▶ Exercise: Lines below starting with the line with "Some(status) => find(statuses, status).cloned().ok_or_else(||" and going on through the line with "fn find<'a>(statuses: &'a" must be output exactly; the rest of the records must be left out.

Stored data

* * * * * * * * *

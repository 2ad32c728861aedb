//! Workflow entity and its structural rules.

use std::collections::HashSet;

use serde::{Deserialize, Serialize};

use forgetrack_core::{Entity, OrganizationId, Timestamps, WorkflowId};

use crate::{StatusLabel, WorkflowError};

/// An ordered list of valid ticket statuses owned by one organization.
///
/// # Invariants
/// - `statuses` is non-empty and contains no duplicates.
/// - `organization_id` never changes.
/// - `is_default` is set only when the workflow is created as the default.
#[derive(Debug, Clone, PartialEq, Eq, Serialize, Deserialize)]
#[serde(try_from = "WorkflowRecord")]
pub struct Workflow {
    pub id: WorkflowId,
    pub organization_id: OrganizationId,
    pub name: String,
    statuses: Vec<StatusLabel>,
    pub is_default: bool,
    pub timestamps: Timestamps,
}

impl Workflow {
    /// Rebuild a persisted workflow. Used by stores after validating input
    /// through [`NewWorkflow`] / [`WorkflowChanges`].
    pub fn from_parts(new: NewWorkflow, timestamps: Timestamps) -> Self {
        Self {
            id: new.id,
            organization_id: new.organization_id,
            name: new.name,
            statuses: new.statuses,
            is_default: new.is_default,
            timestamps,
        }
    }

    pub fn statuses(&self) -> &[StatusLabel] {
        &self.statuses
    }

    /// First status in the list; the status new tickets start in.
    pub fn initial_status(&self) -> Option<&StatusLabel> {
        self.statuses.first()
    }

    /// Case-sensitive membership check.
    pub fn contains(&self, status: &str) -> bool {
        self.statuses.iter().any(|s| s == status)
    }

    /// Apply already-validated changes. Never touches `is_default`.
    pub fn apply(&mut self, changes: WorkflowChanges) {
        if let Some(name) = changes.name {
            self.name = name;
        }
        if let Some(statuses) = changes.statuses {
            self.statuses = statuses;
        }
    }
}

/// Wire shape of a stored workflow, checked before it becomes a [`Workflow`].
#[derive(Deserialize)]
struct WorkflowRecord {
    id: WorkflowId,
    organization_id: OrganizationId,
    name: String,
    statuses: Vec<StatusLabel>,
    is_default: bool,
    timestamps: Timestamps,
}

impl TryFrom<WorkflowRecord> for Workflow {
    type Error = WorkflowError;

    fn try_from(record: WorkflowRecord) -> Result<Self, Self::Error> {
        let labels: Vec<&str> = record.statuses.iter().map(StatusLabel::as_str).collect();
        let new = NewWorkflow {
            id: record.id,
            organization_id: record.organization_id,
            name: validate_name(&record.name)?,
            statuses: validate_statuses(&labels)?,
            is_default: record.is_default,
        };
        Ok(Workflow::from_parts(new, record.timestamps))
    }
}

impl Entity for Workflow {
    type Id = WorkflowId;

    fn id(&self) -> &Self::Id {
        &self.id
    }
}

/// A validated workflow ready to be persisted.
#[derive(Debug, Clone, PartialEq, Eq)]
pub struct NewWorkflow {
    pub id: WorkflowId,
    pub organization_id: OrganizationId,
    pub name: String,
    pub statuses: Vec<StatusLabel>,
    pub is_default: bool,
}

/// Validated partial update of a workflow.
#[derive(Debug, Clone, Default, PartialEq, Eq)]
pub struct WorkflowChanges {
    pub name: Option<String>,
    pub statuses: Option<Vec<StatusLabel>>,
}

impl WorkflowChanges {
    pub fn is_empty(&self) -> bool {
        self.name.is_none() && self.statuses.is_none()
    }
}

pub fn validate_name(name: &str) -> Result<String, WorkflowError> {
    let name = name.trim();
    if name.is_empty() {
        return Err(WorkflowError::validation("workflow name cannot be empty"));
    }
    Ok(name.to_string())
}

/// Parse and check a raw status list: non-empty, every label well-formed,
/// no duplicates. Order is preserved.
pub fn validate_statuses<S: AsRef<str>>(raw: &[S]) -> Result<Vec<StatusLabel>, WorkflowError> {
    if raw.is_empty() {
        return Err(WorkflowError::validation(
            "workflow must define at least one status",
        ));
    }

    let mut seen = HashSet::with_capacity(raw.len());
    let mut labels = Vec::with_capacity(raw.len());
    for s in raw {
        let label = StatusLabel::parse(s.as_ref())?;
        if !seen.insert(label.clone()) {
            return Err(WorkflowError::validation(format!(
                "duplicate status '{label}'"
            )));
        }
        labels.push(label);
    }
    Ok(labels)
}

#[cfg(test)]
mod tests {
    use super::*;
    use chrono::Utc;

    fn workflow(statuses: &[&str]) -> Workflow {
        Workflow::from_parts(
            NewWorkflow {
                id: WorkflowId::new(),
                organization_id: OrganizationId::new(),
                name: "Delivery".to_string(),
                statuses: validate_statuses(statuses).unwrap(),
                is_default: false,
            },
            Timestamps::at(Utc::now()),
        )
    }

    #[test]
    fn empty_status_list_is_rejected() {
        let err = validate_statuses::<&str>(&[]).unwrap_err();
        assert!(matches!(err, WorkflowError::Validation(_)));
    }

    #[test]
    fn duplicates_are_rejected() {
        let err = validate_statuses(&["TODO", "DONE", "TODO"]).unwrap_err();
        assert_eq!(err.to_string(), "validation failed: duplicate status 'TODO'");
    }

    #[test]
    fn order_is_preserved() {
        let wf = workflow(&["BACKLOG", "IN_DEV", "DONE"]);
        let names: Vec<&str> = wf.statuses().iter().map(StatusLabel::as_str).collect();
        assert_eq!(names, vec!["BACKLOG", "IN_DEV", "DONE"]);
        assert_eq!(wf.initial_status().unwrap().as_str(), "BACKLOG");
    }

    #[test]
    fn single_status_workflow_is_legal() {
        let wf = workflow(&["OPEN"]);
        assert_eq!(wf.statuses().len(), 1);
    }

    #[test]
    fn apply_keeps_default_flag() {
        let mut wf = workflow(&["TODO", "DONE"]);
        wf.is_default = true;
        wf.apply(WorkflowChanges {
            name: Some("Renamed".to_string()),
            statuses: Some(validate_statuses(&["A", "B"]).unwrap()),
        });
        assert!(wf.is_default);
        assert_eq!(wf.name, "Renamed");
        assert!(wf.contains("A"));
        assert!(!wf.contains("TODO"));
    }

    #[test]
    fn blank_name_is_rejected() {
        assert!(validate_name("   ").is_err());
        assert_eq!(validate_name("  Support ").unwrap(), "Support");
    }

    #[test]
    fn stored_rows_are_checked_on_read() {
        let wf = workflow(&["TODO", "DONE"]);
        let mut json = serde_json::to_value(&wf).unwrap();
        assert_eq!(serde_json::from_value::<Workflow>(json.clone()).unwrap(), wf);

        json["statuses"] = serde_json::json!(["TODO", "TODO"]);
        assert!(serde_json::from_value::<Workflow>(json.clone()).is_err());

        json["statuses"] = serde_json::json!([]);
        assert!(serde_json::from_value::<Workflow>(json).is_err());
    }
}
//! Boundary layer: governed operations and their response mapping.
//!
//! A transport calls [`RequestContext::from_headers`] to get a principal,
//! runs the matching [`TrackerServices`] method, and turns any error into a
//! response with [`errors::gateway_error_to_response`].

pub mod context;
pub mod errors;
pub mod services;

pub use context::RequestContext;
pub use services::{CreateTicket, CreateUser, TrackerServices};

* * * * * * * * *

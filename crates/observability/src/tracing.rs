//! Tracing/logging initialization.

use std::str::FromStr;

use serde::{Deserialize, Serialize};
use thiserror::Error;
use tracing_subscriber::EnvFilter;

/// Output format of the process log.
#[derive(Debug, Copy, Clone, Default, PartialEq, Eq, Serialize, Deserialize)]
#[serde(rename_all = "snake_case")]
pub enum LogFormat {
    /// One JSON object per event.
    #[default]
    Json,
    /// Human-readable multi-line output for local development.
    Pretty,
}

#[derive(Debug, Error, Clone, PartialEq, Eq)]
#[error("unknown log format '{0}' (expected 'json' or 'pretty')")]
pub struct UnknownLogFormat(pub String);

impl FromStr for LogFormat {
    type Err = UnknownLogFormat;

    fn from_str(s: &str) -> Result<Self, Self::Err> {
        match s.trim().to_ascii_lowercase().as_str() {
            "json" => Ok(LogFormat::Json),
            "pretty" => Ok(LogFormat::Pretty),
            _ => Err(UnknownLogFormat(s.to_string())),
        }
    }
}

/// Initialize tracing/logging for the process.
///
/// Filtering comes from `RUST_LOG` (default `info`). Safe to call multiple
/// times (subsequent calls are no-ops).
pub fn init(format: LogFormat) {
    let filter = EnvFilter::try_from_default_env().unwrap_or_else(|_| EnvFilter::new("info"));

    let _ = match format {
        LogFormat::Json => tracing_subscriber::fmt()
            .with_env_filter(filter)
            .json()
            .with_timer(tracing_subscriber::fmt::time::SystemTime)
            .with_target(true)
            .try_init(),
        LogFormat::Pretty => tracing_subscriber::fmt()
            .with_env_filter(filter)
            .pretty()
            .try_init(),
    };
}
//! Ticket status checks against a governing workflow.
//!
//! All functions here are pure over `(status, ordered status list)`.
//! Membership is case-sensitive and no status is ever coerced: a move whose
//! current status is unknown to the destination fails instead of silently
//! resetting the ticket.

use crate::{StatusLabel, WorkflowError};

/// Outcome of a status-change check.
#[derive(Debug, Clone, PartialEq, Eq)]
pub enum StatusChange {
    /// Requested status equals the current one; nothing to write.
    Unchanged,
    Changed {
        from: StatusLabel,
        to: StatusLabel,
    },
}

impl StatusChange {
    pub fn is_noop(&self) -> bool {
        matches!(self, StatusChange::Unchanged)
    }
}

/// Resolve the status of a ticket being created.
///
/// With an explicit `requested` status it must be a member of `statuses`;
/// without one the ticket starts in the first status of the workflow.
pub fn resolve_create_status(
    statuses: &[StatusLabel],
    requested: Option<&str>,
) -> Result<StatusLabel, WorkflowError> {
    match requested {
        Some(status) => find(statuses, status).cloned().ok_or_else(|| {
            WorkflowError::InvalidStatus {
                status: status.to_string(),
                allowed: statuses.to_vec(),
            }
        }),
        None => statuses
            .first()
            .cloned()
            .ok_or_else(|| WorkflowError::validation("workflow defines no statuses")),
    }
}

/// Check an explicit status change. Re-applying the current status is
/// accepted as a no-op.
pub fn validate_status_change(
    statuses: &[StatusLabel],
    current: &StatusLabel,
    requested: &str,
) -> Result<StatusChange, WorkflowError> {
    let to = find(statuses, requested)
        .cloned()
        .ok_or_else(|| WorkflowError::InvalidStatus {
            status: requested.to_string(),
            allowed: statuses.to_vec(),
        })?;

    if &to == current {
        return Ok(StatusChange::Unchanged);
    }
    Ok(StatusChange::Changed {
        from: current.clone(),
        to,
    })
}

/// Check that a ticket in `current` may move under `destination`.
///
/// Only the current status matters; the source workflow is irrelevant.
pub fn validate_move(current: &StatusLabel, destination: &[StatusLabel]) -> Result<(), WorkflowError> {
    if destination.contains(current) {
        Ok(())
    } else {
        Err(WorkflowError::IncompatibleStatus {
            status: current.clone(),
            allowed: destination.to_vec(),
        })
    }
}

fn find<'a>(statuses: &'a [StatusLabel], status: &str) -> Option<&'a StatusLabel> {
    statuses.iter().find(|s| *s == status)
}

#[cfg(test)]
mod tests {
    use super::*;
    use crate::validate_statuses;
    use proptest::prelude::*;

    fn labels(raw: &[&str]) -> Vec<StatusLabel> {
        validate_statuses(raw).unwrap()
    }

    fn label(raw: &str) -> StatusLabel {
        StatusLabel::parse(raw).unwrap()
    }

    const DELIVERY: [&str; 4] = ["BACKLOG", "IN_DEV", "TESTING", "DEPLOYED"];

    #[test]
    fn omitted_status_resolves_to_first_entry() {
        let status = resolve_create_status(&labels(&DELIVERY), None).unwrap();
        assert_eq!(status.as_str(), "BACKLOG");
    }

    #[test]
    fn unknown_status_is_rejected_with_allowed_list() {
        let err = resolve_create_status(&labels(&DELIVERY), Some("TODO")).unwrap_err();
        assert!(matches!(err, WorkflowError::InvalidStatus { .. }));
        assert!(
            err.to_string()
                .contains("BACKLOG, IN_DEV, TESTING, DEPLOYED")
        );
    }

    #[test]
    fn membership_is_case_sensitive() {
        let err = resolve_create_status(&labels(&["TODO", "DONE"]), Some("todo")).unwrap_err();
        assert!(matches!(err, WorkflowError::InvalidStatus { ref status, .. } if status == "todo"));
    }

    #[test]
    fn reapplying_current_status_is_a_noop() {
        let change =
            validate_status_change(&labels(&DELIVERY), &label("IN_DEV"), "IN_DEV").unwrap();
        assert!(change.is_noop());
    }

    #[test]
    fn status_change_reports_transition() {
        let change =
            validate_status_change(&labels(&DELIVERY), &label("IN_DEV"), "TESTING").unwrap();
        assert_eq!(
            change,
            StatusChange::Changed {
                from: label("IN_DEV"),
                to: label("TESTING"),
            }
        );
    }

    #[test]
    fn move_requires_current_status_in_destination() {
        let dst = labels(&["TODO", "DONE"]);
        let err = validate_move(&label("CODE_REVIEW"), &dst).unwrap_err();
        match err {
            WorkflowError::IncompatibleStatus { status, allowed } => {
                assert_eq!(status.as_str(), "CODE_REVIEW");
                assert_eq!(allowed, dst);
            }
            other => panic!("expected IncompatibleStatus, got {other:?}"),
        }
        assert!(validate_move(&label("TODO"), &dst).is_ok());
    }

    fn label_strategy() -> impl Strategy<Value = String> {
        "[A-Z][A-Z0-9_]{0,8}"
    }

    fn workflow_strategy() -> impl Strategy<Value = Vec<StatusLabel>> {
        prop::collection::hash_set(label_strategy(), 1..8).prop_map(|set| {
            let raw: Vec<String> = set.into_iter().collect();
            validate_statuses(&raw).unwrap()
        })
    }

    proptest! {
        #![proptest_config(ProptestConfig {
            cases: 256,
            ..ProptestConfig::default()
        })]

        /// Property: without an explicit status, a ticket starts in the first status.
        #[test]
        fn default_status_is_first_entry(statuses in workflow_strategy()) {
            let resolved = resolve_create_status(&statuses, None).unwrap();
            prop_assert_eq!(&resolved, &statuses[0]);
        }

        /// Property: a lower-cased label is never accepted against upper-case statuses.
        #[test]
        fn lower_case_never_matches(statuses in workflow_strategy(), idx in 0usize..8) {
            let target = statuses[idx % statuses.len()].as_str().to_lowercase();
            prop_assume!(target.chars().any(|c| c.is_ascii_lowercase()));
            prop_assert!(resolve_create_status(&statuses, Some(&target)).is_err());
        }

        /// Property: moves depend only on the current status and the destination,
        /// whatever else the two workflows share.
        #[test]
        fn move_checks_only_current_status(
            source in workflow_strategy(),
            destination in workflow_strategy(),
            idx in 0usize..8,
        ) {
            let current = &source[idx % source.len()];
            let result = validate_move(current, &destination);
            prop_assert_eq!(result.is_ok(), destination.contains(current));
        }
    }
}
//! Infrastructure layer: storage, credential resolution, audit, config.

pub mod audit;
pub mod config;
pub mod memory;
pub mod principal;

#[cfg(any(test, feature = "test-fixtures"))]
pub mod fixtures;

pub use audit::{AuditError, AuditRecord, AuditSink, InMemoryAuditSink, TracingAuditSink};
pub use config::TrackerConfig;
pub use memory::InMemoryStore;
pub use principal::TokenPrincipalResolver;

* * * * * * * * *

▶ Exercise answer:
        Some(status) => find(statuses, status).cloned().ok_or_else(|| {
            WorkflowError::InvalidStatus {
                status: status.to_string(),
                allowed: statuses.to_vec(),
            }
        }),
        None => statuses
            .first()
            .cloned()
            .ok_or_else(|| WorkflowError::validation("workflow defines no statuses")),
    }
}

/// Check an explicit status change. Re-applying the current status is
/// accepted as a no-op.
pub fn validate_status_change(
    statuses: &[StatusLabel],
    current: &StatusLabel,
    requested: &str,
) -> Result<StatusChange, WorkflowError> {
    let to = find(statuses, requested)
        .cloned()
        .ok_or_else(|| WorkflowError::InvalidStatus {
            status: requested.to_string(),
            allowed: statuses.to_vec(),
        })?;

    if &to == current {
        return Ok(StatusChange::Unchanged);
    }
    Ok(StatusChange::Changed {
        from: current.clone(),
        to,
    })
}

/// Check that a ticket in `current` may move under `destination`.
///
/// Only the current status matters; the source workflow is irrelevant.
pub fn validate_move(current: &StatusLabel, destination: &[StatusLabel]) -> Result<(), WorkflowError> {
    if destination.contains(current) {
        Ok(())
    } else {
        Err(WorkflowError::IncompatibleStatus {
            status: current.clone(),
            allowed: destination.to_vec(),
        })
    }
}

fn find<'a>(statuses: &'a [StatusLabel], status: &str) -> Option<&'a StatusLabel> {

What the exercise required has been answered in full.